Atomic mass refers to the weight or size of an atom, which includes adding up the number of protons and neutrons in an atom. This mass is denoted in atomic mass units (amu). Only protons and neutrons are considered when calculating atomic mass, since an electron is extremely light. Proton and neutron’s atomic mass is 1.007 and 1.008 respectively. The electron, however, is only 0.00055 in mass.

Generally, an atom’s atomic mass is calculated by averaging the mass figures of the atom’s isotopes, or variants of the particular atom. On the periodic table, the atomic mass denoted below the particular element’s name is the average atomic mass.

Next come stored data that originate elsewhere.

// Copyright (C) 2026  Caprica Software Limited
//
// This program is free software: you can redistribute it and/or modify
// it under the terms of the GNU General Public License as published by
// the Free Software Foundation, either version 3 of the License, or
// (at your option) any later version.
//
// This program is distributed in the hope that it will be useful,
// but WITHOUT ANY WARRANTY; without even the implied warranty of
// MERCHANTABILITY or FITNESS FOR A PARTICULAR PURPOSE.  See the
// GNU General Public License for more details.
//
// You should have received a copy of the GNU General Public License
// along with this program.  If not, see <https://www.gnu.org/licenses/>.

//! Named countdown timers driven by frame deltas.
//!
//! Timers are kept in creation order and fire in that order within one
//! update. A timer fires at most once per update no matter how large the
//! delta is; a repeating timer is re-armed with its full duration rather
//! than carrying the overshoot forward.
//!
//! Callbacks receive a mutable reference to a context value supplied by the
//! caller of [`TimerService::update`]. The runtime passes its event queue, so
//! a callback normally just posts an event.

use std::time::Duration;

use log::debug;

pub type TimerCallback<T> = Box<dyn FnMut(&mut T)>;

struct Timer<T> {
    name: String,
    duration: Duration,
    remaining: Duration,
    repeat: bool,
    active: bool,
    callback: TimerCallback<T>,
}

pub struct TimerService<T> {
    timers: Vec<Timer<T>>,
}

impl<T> TimerService<T> {
    pub fn new() -> Self {
        Self { timers: Vec::new() }
    }

    /// Creates a running timer.
    ///
    /// # Arguments
    ///
    /// * `name` - Identifies the timer for `stop`, `resume` and `remove`.
    /// * `duration` - Time until the first firing, and between firings when
    ///   repeating.
    /// * `callback` - Run with the update context each time the timer fires.
    /// * `repeat` - Re-arm after firing instead of removing the timer.
    ///
    /// # Note
    ///
    /// A timer with the same name is replaced in place and keeps its firing
    /// position.
    pub fn create<F>(&mut self, name: impl Into<String>, duration: Duration, callback: F, repeat: bool)
    where
        F: FnMut(&mut T) + 'static,
    {
        let timer = Timer {
            name: name.into(),
            duration,
            remaining: duration,
            repeat,
            active: true,
            callback: Box::new(callback),
        };
        match self.timers.iter_mut().find(|t| t.name == timer.name) {
            Some(existing) => {
                debug!("timer '{}' replaced", timer.name);
                *existing = timer;
            }
            None => self.timers.push(timer),
        }
    }

    /// Counts every active timer down by `dt` and fires those that reach
    /// zero. Returns the number of callbacks run.
    pub fn update(&mut self, dt: Duration, ctx: &mut T) -> usize {
        let mut fired = 0;
        self.timers.retain_mut(|timer| {
            if !timer.active {
                return true;
            }
            timer.remaining = timer.remaining.saturating_sub(dt);
            if !timer.remaining.is_zero() {
                return true;
            }
            (timer.callback)(ctx);
            fired += 1;
            if timer.repeat {
                timer.remaining = timer.duration;
                true
            } else {
                false
            }
        });
        fired
    }

    /// Suspends a timer, keeping its remaining time. Returns false for an
    /// unknown name.
    pub fn stop(&mut self, name: &str) -> bool {
        self.set_active(name, false)
    }

    pub fn resume(&mut self, name: &str) -> bool {
        self.set_active(name, true)
    }

    pub fn remove(&mut self, name: &str) -> bool {
        let before = self.timers.len();
        self.timers.retain(|t| t.name != name);
        self.timers.len() != before
    }

    pub fn contains(&self, name: &str) -> bool {
        self.timers.iter().any(|t| t.name == name)
    }

    pub fn remaining(&self, name: &str) -> Option<Duration> {
        self.timers
            .iter()
            .find(|t| t.name == name)
            .map(|t| t.remaining)
    }

    pub fn is_active(&self, name: &str) -> bool {
        self.timers.iter().any(|t| t.name == name && t.active)
    }

    pub fn len(&self) -> usize {
        self.timers.len()
    }

    pub fn is_empty(&self) -> bool {
        self.timers.is_empty()
    }

    fn set_active(&mut self, name: &str, active: bool) -> bool {
        match self.timers.iter_mut().find(|t| t.name == name) {
            Some(timer) => {
                timer.active = active;
                true
            }
            None => false,
        }
    }
}

impl<T> Default for TimerService<T> {
    fn default() -> Self {
        Self::new()
    }
}

#[cfg(test)]
mod tests {
    use super::*;

    fn ms(value: u64) -> Duration {
        Duration::from_millis(value)
    }

    #[test]
    fn test_repeating_timer_fires_once_per_update_at_most() {
        let mut timers = TimerService::<Vec<&'static str>>::new();
        timers.create("beat", ms(2000), |log| log.push("beat"), true);

        let mut log = Vec::new();
        let fired: usize = (0..5).map(|_| timers.update(ms(1000), &mut log)).sum();
        assert_eq!(fired, 2);
        assert_eq!(log, vec!["beat", "beat"]);

        // An oversized delta still fires only once.
        assert_eq!(timers.update(ms(10000), &mut log), 1);
    }

    #[test]
    fn test_one_shot_timer_is_removed_after_firing() {
        let mut timers = TimerService::<u32>::new();
        timers.create("once", ms(500), |count| *count += 1, false);

        let mut count = 0;
        timers.update(ms(600), &mut count);
        timers.update(ms(600), &mut count);
        assert_eq!(count, 1);
        assert!(!timers.contains("once"));
    }

    #[test]
    fn test_timers_fire_in_creation_order() {
        let mut timers = TimerService::<Vec<&'static str>>::new();
        timers.create("first", ms(1000), |log| log.push("first"), false);
        timers.create("second", ms(1000), |log| log.push("second"), false);
        // Overwriting keeps the original slot.
        timers.create("first", ms(1000), |log| log.push("first again"), false);

        let mut log = Vec::new();
        timers.update(ms(1000), &mut log);
        assert_eq!(log, vec!["first again", "second"]);
    }

    #[test]
    fn test_stop_and_resume_keep_remaining_time() {
        let mut timers = TimerService::<u32>::new();
        timers.create("t", ms(1000), |count| *count += 1, false);

        let mut count = 0;
        timers.update(ms(400), &mut count);
        assert!(timers.stop("t"));
        timers.update(ms(5000), &mut count);
        assert_eq!(count, 0);
        assert_eq!(timers.remaining("t"), Some(ms(600)));

        assert!(timers.resume("t"));
        timers.update(ms(600), &mut count);
        assert_eq!(count, 1);
    }

    #[test]
    fn test_unknown_names() {
        let mut timers = TimerService::<()>::new();
        assert!(!timers.stop("nope"));
        assert!(!timers.resume("nope"));
        assert!(!timers.remove("nope"));
        assert_eq!(timers.remaining("nope"), None);
    }
}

Atomic mass figures could be as low as 1.008 amu (hydrogen) or could be more than 250 amu. A molecule’s mass can be determined by adding the atomic masses of all atoms constituting the molecule. For example, the sodium chloride (NaCl) molecule has one sodium atom and one chlorine atom. The molecule’s mass would therefore be the sum of sodium atomic mass and chlorine atomic mass.

Importance

An atom is generally one of the several hundred thousand units of a gram. It’s so miniscule, it is practically impossible to feel its heft or presence. However, everything on Earth is made of atoms, and knowing the mass of an atom is therefore important. For example, to create a new substance in a laboratory or discover one, the chemical formula of the substance must be ascertained. In other words, the scientist should know the exact proportions and quantities of the element’s molecules. Atomic mass figures help find out the chemical composition when implementing the complex calculations.

Why Mass and Not Weight?

The mass of an atom is not the same as its weight. There’s a difference. The weight of an object can be correlated to the gravitational pull acting upon it. The higher the pull, the heavier the object. For example, an individual’s weight on earth and moon won’t be the same, thanks to earth’s gravity and the lack of such a force on moon. However, an object’s mass is more uniform and stays consistent irrespective of the external forces acting upon it. This makes mass more accurate than weight.